Favorite Books 2017

All told, I’ll have read forty books (maybe forty-one) between January and December of 2017.  I’d like to pay my respects to a few that moved me most by attempting to convince you to read them and pass along the greatest, and possibly oldest, tradition there has ever been.  The telling and receiving of tales.

I had gone to the trouble of rating each book and creating a list, a countdown in standard internet fashion, of least favorite to favorite.  And it was my original intention to share that indulgence along with a little blurb about each book.  I’ve decided to spare you from that and go right to the meat – to produce actual content that is worth reading a bit, particularly if you are inclined to love books.  The star ratings were, at the time, my way of keeping track of which books I had the most fun reading, and were not necessarily a commentary or judgement on their overall literary value.  I will leave that to people who think they are qualified to know such things.  All I can say is if I enjoyed a book and what it was I did or didn’t enjoy about it.

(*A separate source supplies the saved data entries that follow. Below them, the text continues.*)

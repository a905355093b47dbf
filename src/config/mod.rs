//! Configuration loading for the booking engine.
//!
//! Engine settings and seed businesses are read from YAML files. The seed
//! businesses populate the in-memory repository at startup.
//!
//! # Example
//!
//! ```no_run
//! use booking_engine::config::ConfigLoader;
//!
//! let config = ConfigLoader::load("./config/default").unwrap();
//! println!("Loaded {} businesses", config.businesses().len());
//! ```

mod loader;
mod types;

pub use loader::ConfigLoader;
pub use types::{EngineSettings, SchedulingSettings, ServerSettings};
//! Response types for the booking engine API.
//!
//! This module defines the success bodies, the error response structure and
//! the mapping from [`EngineError`] to HTTP status codes.

use axum::{
    Json,
    http::StatusCode,
    response::{IntoResponse, Response},
};
use chrono::NaiveDate;
use serde::{Deserialize, Serialize};

use crate::error::EngineError;
use crate::scheduling::{AffectedBooking, CandidateOutcome};

/// Response body for `POST /availability`.
#[derive(Debug, Clone, Serialize, Deserialize)]
pub struct AvailabilityResponse {
    /// The business searched.
    pub business_id: String,
    /// The requested date.
    pub date: NaiveDate,
    /// Bookable start times, "HH:MM", in chronological order.
    pub slots: Vec<String>,
    /// Length of the booked window in minutes, buffers included.
    pub total_duration: u32,
}

/// Response body for `POST /assignment`.
#[derive(Debug, Clone, Serialize, Deserialize)]
pub struct AssignmentResponse {
    /// The chosen employee, or `null` when nobody can take the slot.
    pub employee_id: Option<String>,
    /// Display name of the chosen employee.
    pub employee_name: Option<String>,
    /// The decision for every employee, in assignment order.
    pub candidates: Vec<CandidateOutcome>,
}

/// Response body for the hours update endpoints.
#[derive(Debug, Clone, Serialize, Deserialize)]
pub struct HoursUpdateResponse {
    /// Always true on success.
    pub updated: bool,
    /// Bookings left outside the new hours that the caller confirmed.
    #[serde(default)]
    pub affected_bookings: Vec<AffectedBooking>,
}

/// API error response structure.
#[derive(Debug, Clone, Serialize, Deserialize)]
pub struct ApiError {
    /// Error code for programmatic handling.
    pub code: String,
    /// Human-readable error message.
    pub message: String,
    /// Optional details about the error.
    #[serde(skip_serializing_if = "Option::is_none")]
    pub details: Option<String>,
    /// Bookings blocking an hours change.
    #[serde(default, skip_serializing_if = "Vec::is_empty")]
    pub affected_bookings: Vec<AffectedBooking>,
}

impl ApiError {
    /// Creates a new API error.
    pub fn new(code: impl Into<String>, message: impl Into<String>) -> Self {
        Self {
            code: code.into(),
            message: message.into(),
            details: None,
            affected_bookings: Vec::new(),
        }
    }

    /// Creates a new API error with details.
    pub fn with_details(
        code: impl Into<String>,
        message: impl Into<String>,
        details: impl Into<String>,
    ) -> Self {
        Self {
            details: Some(details.into()),
            ..Self::new(code, message)
        }
    }

    /// Creates a validation error response.
    pub fn validation_error(message: impl Into<String>) -> Self {
        Self::new("VALIDATION_ERROR", message)
    }

    /// Creates a malformed JSON error response.
    pub fn malformed_json(message: impl Into<String>) -> Self {
        Self::new("MALFORMED_JSON", message)
    }
}

/// API error with HTTP status code.
#[derive(Debug)]
pub struct ApiErrorResponse {
    /// The HTTP status code.
    pub status: StatusCode,
    /// The error body.
    pub error: ApiError,
}

impl ApiErrorResponse {
    fn new(status: StatusCode, error: ApiError) -> Self {
        Self { status, error }
    }
}

impl IntoResponse for ApiErrorResponse {
    fn into_response(self) -> Response {
        (self.status, Json(self.error)).into_response()
    }
}

impl From<EngineError> for ApiErrorResponse {
    fn from(error: EngineError) -> Self {
        let message = error.to_string();
        match error {
            EngineError::ConfigNotFound { .. } | EngineError::ConfigParseError { .. } => {
                ApiErrorResponse::new(
                    StatusCode::INTERNAL_SERVER_ERROR,
                    ApiError::with_details("CONFIG_ERROR", "Configuration error", message),
                )
            }
            EngineError::BusinessNotFound { .. } => ApiErrorResponse::new(
                StatusCode::NOT_FOUND,
                ApiError::new("BUSINESS_NOT_FOUND", message),
            ),
            EngineError::EmployeeNotFound { .. } => ApiErrorResponse::new(
                StatusCode::NOT_FOUND,
                ApiError::new("EMPLOYEE_NOT_FOUND", message),
            ),
            EngineError::ServiceNotFound { id } => ApiErrorResponse::new(
                StatusCode::BAD_REQUEST,
                ApiError::with_details(
                    "SERVICE_NOT_FOUND",
                    message,
                    format!("The service '{}' is not offered by this business", id),
                ),
            ),
            EngineError::InvalidTime { .. } => ApiErrorResponse::new(
                StatusCode::BAD_REQUEST,
                ApiError::new("INVALID_TIME", message),
            ),
            EngineError::InvalidHours { day, .. } => ApiErrorResponse::new(
                StatusCode::BAD_REQUEST,
                ApiError::with_details(
                    "INVALID_HOURS",
                    message,
                    format!("Fix the intervals for {} and resubmit", day),
                ),
            ),
            EngineError::HoursConflict { affected } => ApiErrorResponse::new(
                StatusCode::CONFLICT,
                ApiError {
                    affected_bookings: affected,
                    ..ApiError::with_details(
                        "HOURS_CONFLICT",
                        message,
                        "Resubmit with \"confirm\": true to apply the change anyway",
                    )
                },
            ),
            EngineError::BookingConflict { .. } => ApiErrorResponse::new(
                StatusCode::CONFLICT,
                ApiError::new("BOOKING_CONFLICT", message),
            ),
            EngineError::NoAvailableEmployee { .. } => ApiErrorResponse::new(
                StatusCode::CONFLICT,
                ApiError::with_details(
                    "SLOT_UNAVAILABLE",
                    message,
                    "Request availability again and pick one of the returned slots",
                ),
            ),
            EngineError::InvalidBooking { .. } => ApiErrorResponse::new(
                StatusCode::BAD_REQUEST,
                ApiError::new("INVALID_BOOKING", message),
            ),
        }
    }
}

I went out of my way to jump genre quite a bit in an effort to give myself as much experience with storytelling as possible in a very small amount of time.  If I was successful or not, (well maybe you’ll read my first book when it’s done and tell me), but I discovered a few important things about myself and about books and authors by reading all kinds of stuff (fiction mostly).  The first and most applicable here is that I mostly just like a good story and don’t care for exceptionally long or “epic” books.  There are some exceptions (one of which is noted below), but as an example (and I’ll try not to beat the Stephen King horse too much here) I’ve had quite a few people recommend SK’s “The Stand” over the years and finally decided this year was a good time to dig into the apocalyptic-super-flu epic.  I had met my goal of thirty books for the year by mid November and went ahead and plucked that beast of my shelf (all 1,138 pages of the ‘complete and uncut’ version) and dug in with great enthusiasm.  I was actually kind of pleased to find that I didn’t care for it as much as everyone seemed to think I would.  I did enjoy it, and much of it was great fun, but far from King’s best work.  I’m sure this is some kind of blasphemy in the context of Stephen King fandom but I enjoyed his more recent “Revival” much more.  There’s no accounting for taste, I suppose.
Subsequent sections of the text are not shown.